But climate change is increasing temperatures and shortening wet seasons in these areas. That makes the outlook not so good for wild coffee forests. By 2088, we could see a 50-80% drop in Arabica populations, which could be enough to land them on the endangered list. Combine that with deforestation, and this special species of bean could be at greater risk of extinction.

While Robusta is definitely more, well, robust when it comes to environmental changes, climate change is shrinking its available growing range too. And as temperatures rise, both species are being hit harder by pests, like the coffee berry borer. This species of bark beetle is a serious enemy of coffee plants.

It used to attack only plants growing below certain elevations. That minimized its impact, since coffee is grown at high altitudes. But with hotter weather, this beetle is expanding its range into higher ground, and appearing in coffee plantations. Warmer weather is also encouraging a number of fungus species to move into Arabica and Robusta territory.

One of the most notorious is coffee rust, which turns the leaves a rusty orange. When coffee rust arrived in Sri Lanka in the 19th century, it wiped out the entire industry in ten years. Coffee rust also followed the coffee industry to Central and South America, where higher heat and humidity due to climate change made plantations vulnerable to infections.

In a short time, the fungus caused billions of dollars in damage and lost profits. And because climate change is shrinking coffee-growing habitat, there are fewer places left for coffee growers to flee this fungus, and other diseases.

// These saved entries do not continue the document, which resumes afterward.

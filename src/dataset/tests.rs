//! Dataset Module Tests
//!
//! Validates CSV parsing, the load-time invariants and name lookup.
//!
//! ## Test Scopes
//! - **Loader**: Ensures well-formed CSV parses and invariant violations fail.
//! - **Normalization**: Verifies case/whitespace handling.
//! - **Lookup**: Checks case-insensitive name resolution.

#[cfg(test)]
mod tests {
    use crate::dataset::loader::read_records;
    use crate::dataset::normalize;

    const HEADER: &str =
        "name,education_level,funding_type,continent,country,deadline,description,link";

    fn csv_with_rows(rows: &[&str]) -> String {
        let mut out = String::from(HEADER);
        for row in rows {
            out.push('\n');
            out.push_str(row);
        }
        out
    }

    // ============================================================
    // LOADER TESTS - parsing
    // ============================================================

    #[test]
    fn test_load_basic() {
        let csv = csv_with_rows(&[
            "LPDP,S2,full,Asia,Indonesia,2024-12-01,Graduate funding,https://a.example",
            "Chevening,S2,full,Europe,UK,2024-11-01,UK masters,https://b.example",
        ]);

        let dataset = read_records(csv.as_bytes()).expect("load failed");

        assert_eq!(dataset.len(), 2);
        assert_eq!(dataset.records()[0].name, "LPDP");
        assert_eq!(dataset.records()[1].continent, "Europe");
    }

    #[test]
    fn test_load_preserves_row_order() {
        let csv = csv_with_rows(&[
            "Third,S1,full,Asia,ID,2024,third,x",
            "First,S1,full,Asia,ID,2024,first,x",
            "Second,S1,full,Asia,ID,2024,second,x",
        ]);

        let dataset = read_records(csv.as_bytes()).unwrap();

        // Dataset order is CSV order, not sorted
        assert_eq!(dataset.records()[0].name, "Third");
        assert_eq!(dataset.records()[1].name, "First");
        assert_eq!(dataset.records()[2].name, "Second");
    }

    #[test]
    fn test_load_malformed_row_fails() {
        let csv = csv_with_rows(&["OnlyTwoFields,S1"]);

        let result = read_records(csv.as_bytes());
        assert!(result.is_err());
    }

    // ============================================================
    // LOADER TESTS - invariants
    // ============================================================

    #[test]
    fn test_empty_dataset_rejected() {
        let csv = csv_with_rows(&[]);

        let result = read_records(csv.as_bytes());
        assert!(result.is_err());
        assert!(result
            .unwrap_err()
            .to_string()
            .contains("no records"));
    }

    #[test]
    fn test_empty_name_rejected() {
        let csv = csv_with_rows(&[",S1,full,Asia,ID,2024,desc,x"]);

        let result = read_records(csv.as_bytes());
        assert!(result.is_err());
        assert!(result.unwrap_err().to_string().contains("empty"));
    }

    #[test]
    fn test_whitespace_only_name_rejected() {
        let csv = csv_with_rows(&["   ,S1,full,Asia,ID,2024,desc,x"]);

        assert!(read_records(csv.as_bytes()).is_err());
    }

    #[test]
    fn test_duplicate_name_rejected() {
        let csv = csv_with_rows(&[
            "LPDP,S2,full,Asia,ID,2024,first,x",
            "LPDP,S1,partial,Asia,ID,2024,second,x",
        ]);

        let result = read_records(csv.as_bytes());
        assert!(result.is_err());
        assert!(result.unwrap_err().to_string().contains("duplicates"));
    }

    #[test]
    fn test_duplicate_name_case_insensitive() {
        // "lpdp" and "LPDP" are the same key under normalization
        let csv = csv_with_rows(&[
            "LPDP,S2,full,Asia,ID,2024,first,x",
            "lpdp,S1,partial,Asia,ID,2024,second,x",
        ]);

        assert!(read_records(csv.as_bytes()).is_err());
    }

    // ============================================================
    // NORMALIZATION TESTS
    // ============================================================

    #[test]
    fn test_normalize_lowercases() {
        assert_eq!(normalize("ASIA"), "asia");
    }

    #[test]
    fn test_normalize_trims() {
        assert_eq!(normalize("  full  "), "full");
    }

    #[test]
    fn test_normalize_empty() {
        assert_eq!(normalize("   "), "");
    }

    // ============================================================
    // LOOKUP TESTS
    // ============================================================

    #[test]
    fn test_find_by_name_case_insensitive() {
        let csv = csv_with_rows(&["Chevening,S2,full,Europe,UK,2024,UK masters,x"]);
        let dataset = read_records(csv.as_bytes()).unwrap();

        let upper = dataset.find_by_name("CHEVENING").expect("upper miss");
        let lower = dataset.find_by_name("chevening").expect("lower miss");

        assert_eq!(upper.name, "Chevening");
        assert_eq!(lower.name, "Chevening");
    }

    #[test]
    fn test_find_by_name_trims_whitespace() {
        let csv = csv_with_rows(&["Chevening,S2,full,Europe,UK,2024,UK masters,x"]);
        let dataset = read_records(csv.as_bytes()).unwrap();

        assert!(dataset.find_by_name("  Chevening  ").is_some());
    }

    #[test]
    fn test_find_by_name_miss() {
        let csv = csv_with_rows(&["Chevening,S2,full,Europe,UK,2024,UK masters,x"]);
        let dataset = read_records(csv.as_bytes()).unwrap();

        assert!(dataset.find_by_name("nonexistent").is_none());
    }
}
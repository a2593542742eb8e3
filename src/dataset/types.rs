//! Dataset Types
//!
//! Defines the scholarship record as it appears in the CSV artifact and the
//! in-memory collection wrapper shared across handlers.

use serde::{Deserialize, Serialize};

use super::normalize;

/// One scholarship as loaded from the CSV dataset. Immutable after load.
///
/// `name` is the unique lookup key. The three categorical fields
/// (`education_level`, `funding_type`, `continent`) drive the filter stage;
/// the remaining fields are display data returned by the detail endpoint.
#[derive(Debug, Clone, Serialize, Deserialize)]
pub struct ScholarshipRecord {
    pub name: String,
    pub education_level: String,
    pub funding_type: String,
    pub continent: String,
    pub country: String,
    pub deadline: String,
    pub description: String,
    pub link: String,
}

/// Ordered, read-only collection of scholarship records.
///
/// Loaded once at startup; record positions are stable and double as row
/// indices into the TF-IDF matrix.
#[derive(Debug)]
pub struct Dataset {
    records: Vec<ScholarshipRecord>,
}

impl Dataset {
    pub(super) fn new(records: Vec<ScholarshipRecord>) -> Self {
        Self { records }
    }

    pub fn len(&self) -> usize {
        self.records.len()
    }

    pub fn is_empty(&self) -> bool {
        self.records.is_empty()
    }

    pub fn records(&self) -> &[ScholarshipRecord] {
        &self.records
    }

    pub fn get(&self, index: usize) -> Option<&ScholarshipRecord> {
        self.records.get(index)
    }

    /// Case-insensitive exact match on the unique name key.
    pub fn find_by_name(&self, name: &str) -> Option<&ScholarshipRecord> {
        let wanted = normalize(name);
        self.records
            .iter()
            .find(|record| normalize(&record.name) == wanted)
    }
}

Even if we can keep farming Arabica in the future, lower quality growing environments might negatively impact flavor, literally leaving a bitter taste in your mouth. The amount of shade and differences in microclimates change the look, smell and taste of coffee beans.

The best specialty coffee comes from natural, shady coffee-producing forests, since Arabica grown under high sun exposure takes a hit in terms of bean quality.

 (08:00) to (10:00)


Also, in healthy coffee-producing forests, higher diversity in insect and orchid species appears to play a role in coffee quality. In fact, coffee connoisseurs can differentiate between coffees grown in different elevations and conditions, sort of like how some sommeliers can taste variations in wine.

And the bad news for beans isn’t just a downer for coffee snobs. Climate change is expected to make a dent all across this multi-billion-dollar sector, and on the hundred million coffee farmers around the world.

But there is some hope! Researchers are looking into other coffee species that might be more resilient than Arabica and Robusta. In fact, there are 124 known wild coffee species growing across the world, from tropical Africa to Australasia.

And many are already used locally to make a morning cup of Joe. One especially promising species is Coffea stenophylla. This bean tastes similar to Arabica – and it can be grown at higher temperatures! Stenophylla and a number of other wild species have important characteristics related to heat, drought, pest and disease tolerance. Unfortunately, 60% of all wild coffee species could also be at risk of extinction.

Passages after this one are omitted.